我的 NLP python 程序遇到了一些问题，我正在尝试创建一个包含正面和负面推文的数据集，但是当我运行代码时，它只返回似乎被标记化的单个字母。 我是 Python 和 NLP 的新手，所以如果这是基本的，或者我对自己的解释很糟糕，我深表歉意。 我在下面添加了我的代码：

import csv
import random
import re
import string
import mysql.connector
from nltk import FreqDist, classify, NaiveBayesClassifier
from nltk.corpus import stopwords
from nltk.stem.wordnet import WordNetLemmatizer
from nltk.tag import pos_tag
from nltk.tokenize import word_tokenize


def remove_noise(tweet_tokens, stop_words=()):
    cleaned_tokens = []
    for token, tag in pos_tag(tweet_tokens):
        token = re.sub('http[s]?://(?:[a-zA-Z]|[0-9]|[$-_@.&+#]|[!*\(\),]|' \
                  '(?:%[0-9a-fA-F][0-9a-fA-F]))+', '', token)
        token = re.sub("(@[A-Za-z0-9_]+)", "", token)

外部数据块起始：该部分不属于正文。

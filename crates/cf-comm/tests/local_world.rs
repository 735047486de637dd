//! Collectives and failure handling of the in-process world.
//!
//! Run with: cargo test -p cf-comm --test local_world

use cf_comm::{
    CommError, Communicator, LocalWorld, ReduceOp, Request, all_gather, all_gather_value,
    broadcast, broadcast_value,
};
use proptest::prelude::*;

// =============================================================================
// Collectives
// =============================================================================

#[test]
fn gather_is_in_rank_order() {
    let results = LocalWorld::run(4, |comm| {
        let rank = comm.rank() as i64;
        all_gather(&comm, &[rank * 10, rank * 10 + 1])
    })
    .unwrap();
    for result in results {
        assert_eq!(result.unwrap(), vec![0, 1, 10, 11, 20, 21, 30, 31]);
    }
}

#[test]
fn gather_handles_empty_contributions() {
    let results = LocalWorld::run(3, |comm| {
        let mine: Vec<f64> = if comm.rank() == 1 { vec![2.5] } else { Vec::new() };
        all_gather(&comm, &mine)
    })
    .unwrap();
    for result in results {
        assert_eq!(result.unwrap(), vec![2.5]);
    }
}

#[test]
fn gather_value_one_per_rank() {
    let results = LocalWorld::run(5, |comm| all_gather_value(&comm, comm.rank() as u64 * 3)).unwrap();
    for result in results {
        assert_eq!(result.unwrap(), vec![0, 3, 6, 9, 12]);
    }
}

#[test]
fn broadcast_from_any_root() {
    let results = LocalWorld::run(3, |comm| {
        let values = [comm.rank() as u32 + 100, 7];
        broadcast(&comm, &values, 2)
    })
    .unwrap();
    for result in results {
        assert_eq!(result.unwrap(), vec![102, 7]);
    }

    let results = LocalWorld::run(3, |comm| broadcast_value(&comm, comm.rank() as i32 - 5, 0)).unwrap();
    for result in results {
        assert_eq!(result.unwrap(), -5);
    }
}

#[test]
fn broadcast_rejects_bad_root() {
    let results = LocalWorld::run(2, |comm| comm.broadcast_bytes(None, 9)).unwrap();
    for result in results {
        assert_eq!(result, Err(CommError::InvalidRank { rank: 9, size: 2 }));
    }
}

#[test]
fn reductions_agree_on_every_rank() {
    let results = LocalWorld::run(4, |comm| {
        let x = comm.rank() as f64 + 0.5;
        (
            comm.all_reduce_f64(x, ReduceOp::Sum),
            comm.all_reduce_f64(x, ReduceOp::Max),
            comm.all_reduce_f64(x, ReduceOp::Min),
            comm.all_reduce_u64(comm.rank() as u64, ReduceOp::Max),
        )
    })
    .unwrap();
    for (sum, max, min, umax) in results {
        assert!((sum.unwrap() - 8.0).abs() < 1e-12);
        assert!((max.unwrap() - 3.5).abs() < 1e-12);
        assert!((min.unwrap() - 0.5).abs() < 1e-12);
        assert_eq!(umax.unwrap(), 3);
    }
}

#[test]
fn barrier_completes() {
    let results = LocalWorld::run(6, |comm| {
        comm.barrier()?;
        comm.barrier()
    })
    .unwrap();
    assert!(results.iter().all(Result::is_ok));
}

// =============================================================================
// Point-to-point
// =============================================================================

#[test]
fn ring_exchange_with_requests() {
    let results = LocalWorld::run(4, |comm| -> Result<Vec<u8>, CommError> {
        let size = comm.size();
        let next = (comm.rank() + 1) % size;
        let prev = (comm.rank() + size - 1) % size;
        let requests = vec![
            comm.irecv(prev, 5)?,
            comm.isend(next, 5, vec![comm.rank() as u8])?,
        ];
        let mut done = comm.wait_all(requests)?;
        assert_eq!(done[1], None);
        Ok(done.remove(0).unwrap_or_default())
    })
    .unwrap();
    for (rank, result) in results.into_iter().enumerate() {
        assert_eq!(result.unwrap(), vec![((rank + 3) % 4) as u8]);
    }
}

#[test]
fn tags_are_matched_across_interleaving() {
    let results = LocalWorld::run(2, |comm| -> Result<Vec<Vec<u8>>, CommError> {
        if comm.rank() == 0 {
            comm.send(1, 1, vec![1])?;
            comm.send(1, 2, vec![2])?;
            Ok(Vec::new())
        } else {
            Ok(vec![comm.recv(0, 2)?, comm.recv(0, 1)?])
        }
    })
    .unwrap();
    assert_eq!(results[1].as_ref().unwrap(), &vec![vec![2], vec![1]]);
}

#[test]
fn irecv_validates_source() {
    let results = LocalWorld::run(1, |comm| comm.irecv(3, 0)).unwrap();
    assert_eq!(results[0], Err(CommError::InvalidRank { rank: 3, size: 1 }));
    assert_ne!(Request::Sent, Request::Receive { source: 0, tag: 0 });
}

// =============================================================================
// Failure handling
// =============================================================================

#[test]
fn abort_releases_blocked_peers() {
    let results = LocalWorld::run(3, |comm| {
        if comm.rank() == 0 {
            comm.abort();
            Ok(Vec::new())
        } else {
            // Nobody ever sends this; the abort must wake us up.
            comm.recv(0, 42)
        }
    })
    .unwrap();
    assert!(results[0].is_ok());
    for result in &results[1..] {
        assert!(matches!(
            result,
            Err(CommError::Aborted | CommError::Disconnected { .. })
        ));
    }
}

#[test]
fn panicking_rank_is_reported() {
    let result = LocalWorld::run(2, |comm| {
        if comm.rank() == 1 {
            panic!("rank 1 fails");
        }
        comm.recv(1, 0)
    });
    assert_eq!(result.unwrap_err(), CommError::WorkerPanicked { rank: 1 });
}

// =============================================================================
// Property Tests
// =============================================================================

proptest! {
    #![proptest_config(ProptestConfig::with_cases(24))]

    /// Gathering arbitrary per-rank vectors concatenates them in rank order.
    #[test]
    fn gather_concatenates(parts in prop::collection::vec(prop::collection::vec(any::<u32>(), 0..20), 1..5)) {
        let expected: Vec<u32> = parts.iter().flatten().copied().collect();
        let results = LocalWorld::run(parts.len(), |comm| all_gather(&comm, &parts[comm.rank()])).unwrap();
        for result in results {
            prop_assert_eq!(result.unwrap(), expected.clone());
        }
    }
}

        if tag.startswith("NN"):
            pos = 'n'
        elif tag.startswith('VB'):
            pos = 'v'
        else:
            pos = 'a'

        lemmatizer = WordNetLemmatizer()
        token = lemmatizer.lemmatize(token, pos)

        if len(token) > 0 and token not in string.punctuation and token.lower() not in stop_words:
            cleaned_tokens.append(token.lower())
    print(token)
    return cleaned_tokens


def get_all_words(cleaned_tokens_list):
    for tokens in cleaned_tokens_list:
        for token in tokens:
            yield token


def get_tweets_for_model(cleaned_tokens_list):
    for tweet_tokens in cleaned_tokens_list:
        yield dict([token, True] for token in tweet_tokens)


if __name__ == "__main__":


with open('positive_tweets.csv') as csv_file:
    positive_tweets = csv.reader(csv_file, delimiter=',')
with open('negative_tweets.csv') as csv_file:
    negative_tweets = csv.reader(csv_file, delimiter=',')

stop_words = stopwords.words('english')

positive_tweet_tokens = word_tokenize(positive_tweets)
negative_tweet_tokens = word_tokenize(negative_tweets)

positive_cleaned_tokens_list = []
negative_cleaned_tokens_list = []

for tokens in positive_tweet_tokens:
    positive_cleaned_tokens_list.append(remove_noise(tokens, stop_words))

for tokens in negative_tweet_tokens:
    negative_cleaned_tokens_list.append(remove_noise(tokens, stop_words))

all_pos_words = get_all_words(positive_cleaned_tokens_list)
all_neg_words = get_all_words(negative_cleaned_tokens_list)

freq_dist_pos = FreqDist(all_pos_words)
freq_dist_neg = FreqDist(all_neg_words)
print(freq_dist_pos.most_common(10))
print(freq_dist_neg.most_common(10))

positive_tokens_for_model = get_tweets_for_model(positive_cleaned_tokens_list)
negative_tokens_for_model = get_tweets_for_model(negative_cleaned_tokens_list)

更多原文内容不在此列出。